What shouldn’t be felt is sensation of pain or pressure around the eyes, cheeks and forehead. Also unusual would be any kind of fever. Nasal discharge should be white or milky, and discharge that is green, grey or dark yellow, and gets bloody is not standard. These symptoms indicate sinus infection: pressure, pain, thicker colored mucus, and possibly fever. Both conditions can last a long time, but sinus infections last far longer than transient allergies.
Understanding the differences between allergies and sinus infection leads to questions about how each are treated. For brief allergies, no treatment may be necessary. Alternately, some people with seasonal allergies take an occasional antihistamine, as needed, if they have considerable pollen exposure. Chronic allergies are generally better treated on a daily basis with medicines that can help reduce inflammatory response. These could include nasal spray or oral medications.
Treating chronic allergies may be advised because some people have allergies and sinus infection concurrently, or they’re prone to infection when allergic response isn’t under control. As mucus is allowed to sit or get stuck in the sinuses it can become a breeding ground for germs like strep or for certain fungi. Some sinus infections are avoided by reducing inflammation so that the ability to breed germs in the sinuses is reduced.
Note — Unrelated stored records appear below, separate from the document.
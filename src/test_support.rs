//! Test doubles shared by the unit tests.

use parking_lot::Mutex;
use std::collections::VecDeque;
use std::sync::Arc;
use std::sync::atomic::{AtomicBool, AtomicUsize, Ordering};
use std::time::Duration;

use crate::error::{LinkError, TransportError};
use crate::keys::{KeyCode, ModifierMask};
use crate::transport::{HidTransport, RadioLink, UsbLink};

/// Everything a [`RecordingTransport`] was asked to do.
#[derive(Debug, Clone, PartialEq, Eq)]
pub enum Action {
    Combo(KeyCode, ModifierMask),
    Text(String),
    Raw(String),
    Pause(Duration),
}

/// Transport that records actions instead of touching hardware.
pub struct RecordingTransport {
    actions: Arc<Mutex<Vec<Action>>>,
    connected: bool,
    scripted: VecDeque<bool>,
}

impl RecordingTransport {
    pub fn connected() -> Self {
        Self {
            actions: Arc::new(Mutex::new(Vec::new())),
            connected: true,
            scripted: VecDeque::new(),
        }
    }

    pub fn disconnected() -> Self {
        Self {
            connected: false,
            ..Self::connected()
        }
    }

    /// Answers for the next `is_connected` calls, before falling back to the
    /// fixed flag.
    pub fn script_connectivity(&mut self, answers: Vec<bool>) {
        self.scripted = answers.into();
    }

    /// Handle onto the action log that survives moving the transport.
    pub fn log(&self) -> Arc<Mutex<Vec<Action>>> {
        Arc::clone(&self.actions)
    }

    fn record(&mut self, action: Action) -> Result<(), TransportError> {
        if !self.connected {
            return Err(TransportError::NotConnected);
        }
        self.actions.lock().push(action);
        Ok(())
    }
}

impl HidTransport for RecordingTransport {
    fn send_key_combo(
        &mut self,
        key: KeyCode,
        modifiers: ModifierMask,
    ) -> Result<(), TransportError> {
        self.record(Action::Combo(key, modifiers))
    }

    fn send_text(&mut self, text: &str) -> Result<(), TransportError> {
        self.record(Action::Text(text.to_string()))
    }

    fn send_raw_sequence(&mut self, keys: &str) -> Result<(), TransportError> {
        self.record(Action::Raw(keys.to_string()))
    }

    fn pause(&mut self, duration: Duration) {
        self.actions.lock().push(Action::Pause(duration));
    }

    fn is_connected(&mut self) -> bool {
        self.scripted.pop_front().unwrap_or(self.connected)
    }
}

#[derive(Debug, Clone, PartialEq, Eq)]
pub enum UsbCall {
    Press(KeyCode),
    ReleaseAll,
    Print(String),
}

/// USB link whose mount status can be flipped from the test.
#[derive(Clone)]
pub struct MockUsbLink {
    mounted: Arc<AtomicBool>,
    calls: Arc<Mutex<Vec<UsbCall>>>,
}

impl MockUsbLink {
    pub fn new(mounted: bool) -> Self {
        Self {
            mounted: Arc::new(AtomicBool::new(mounted)),
            calls: Arc::new(Mutex::new(Vec::new())),
        }
    }

    pub fn set_mounted(&self, mounted: bool) {
        self.mounted.store(mounted, Ordering::SeqCst);
    }

    pub fn calls(&self) -> Vec<UsbCall> {
        self.calls.lock().clone()
    }
}

impl UsbLink for MockUsbLink {
    fn is_mounted(&self) -> bool {
        self.mounted.load(Ordering::SeqCst)
    }

    fn press(&mut self, code: KeyCode) {
        self.calls.lock().push(UsbCall::Press(code));
    }

    fn release_all(&mut self) {
        self.calls.lock().push(UsbCall::ReleaseAll);
    }

    fn print(&mut self, text: &str) {
        self.calls.lock().push(UsbCall::Print(text.to_string()));
    }
}

#[derive(Debug, Clone, PartialEq, Eq)]
pub enum RadioCall {
    Start(String),
    Stop,
    PressRaw(KeyCode, ModifierMask),
    ReleaseAll,
    Print(String),
}

/// Radio link with switchable connectivity and failure injection.
///
/// Connectivity queries are counted, not logged as calls.
#[derive(Clone)]
pub struct MockRadio {
    connected: Arc<AtomicBool>,
    fail_start: Arc<AtomicBool>,
    fail_sends: Arc<AtomicBool>,
    queries: Arc<AtomicUsize>,
    calls: Arc<Mutex<Vec<RadioCall>>>,
}

impl MockRadio {
    pub fn new() -> Self {
        Self {
            connected: Arc::new(AtomicBool::new(false)),
            fail_start: Arc::new(AtomicBool::new(false)),
            fail_sends: Arc::new(AtomicBool::new(false)),
            queries: Arc::new(AtomicUsize::new(0)),
            calls: Arc::new(Mutex::new(Vec::new())),
        }
    }

    pub fn set_connected(&self, connected: bool) {
        self.connected.store(connected, Ordering::SeqCst);
    }

    pub fn fail_start(&self, fail: bool) {
        self.fail_start.store(fail, Ordering::SeqCst);
    }

    pub fn fail_sends(&self, fail: bool) {
        self.fail_sends.store(fail, Ordering::SeqCst);
    }

    pub fn connected_queries(&self) -> usize {
        self.queries.load(Ordering::SeqCst)
    }

    pub fn calls(&self) -> Vec<RadioCall> {
        self.calls.lock().clone()
    }

    fn send(&self, call: RadioCall) -> Result<(), LinkError> {
        if self.fail_sends.load(Ordering::SeqCst) {
            return Err(LinkError::new("notify failed"));
        }
        self.calls.lock().push(call);
        Ok(())
    }
}

impl RadioLink for MockRadio {
    fn start(&mut self, identity: &str) -> Result<(), LinkError> {
        self.calls.lock().push(RadioCall::Start(identity.to_string()));
        if self.fail_start.load(Ordering::SeqCst) {
            return Err(LinkError::new("advertising failed"));
        }
        Ok(())
    }

    fn stop(&mut self) {
        self.calls.lock().push(RadioCall::Stop);
    }

    fn is_connected(&mut self) -> bool {
        self.queries.fetch_add(1, Ordering::SeqCst);
        self.connected.load(Ordering::SeqCst)
    }

    fn press_raw(&mut self, key: KeyCode, modifiers: ModifierMask) -> Result<(), LinkError> {
        self.send(RadioCall::PressRaw(key, modifiers))
    }

    fn release_all(&mut self) -> Result<(), LinkError> {
        self.send(RadioCall::ReleaseAll)
    }

    fn print(&mut self, text: &str) -> Result<(), LinkError> {
        self.send(RadioCall::Print(text.to_string()))
    }
}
When a sinus infection is not avoided, it will require treatment. Most people have common bacterial infections and take antibiotics for a few weeks. Some people get fungal infections instead. These are harder to identify, but once diagnosed, they require antifungal medication. Another of the differences between allergies and sinus infection is that any type of antihistamine may have little to no effect on sinusitis, and certainly won’t cure the illness. In the reverse, antibiotics or antifungal medicines don’t tame chronic allergies.
Allergies are generally more seasonal, also, while a sinus infection can happen any time. Sinus pain and pressure doesn't necessarily mean the person is working a sinus infection, but it does mean the sinuses are inflamed, which can happen for a variety of reasons.
A low-grade sinus infection rarely presents many symptoms and usually goes mostly unnoticed until it flares up as a for-real sinus infection, or worse, bronchitis.
Fever and blood in the sputum should mean the person goes to the doctor for a check-up, and antibiotics, if necessary.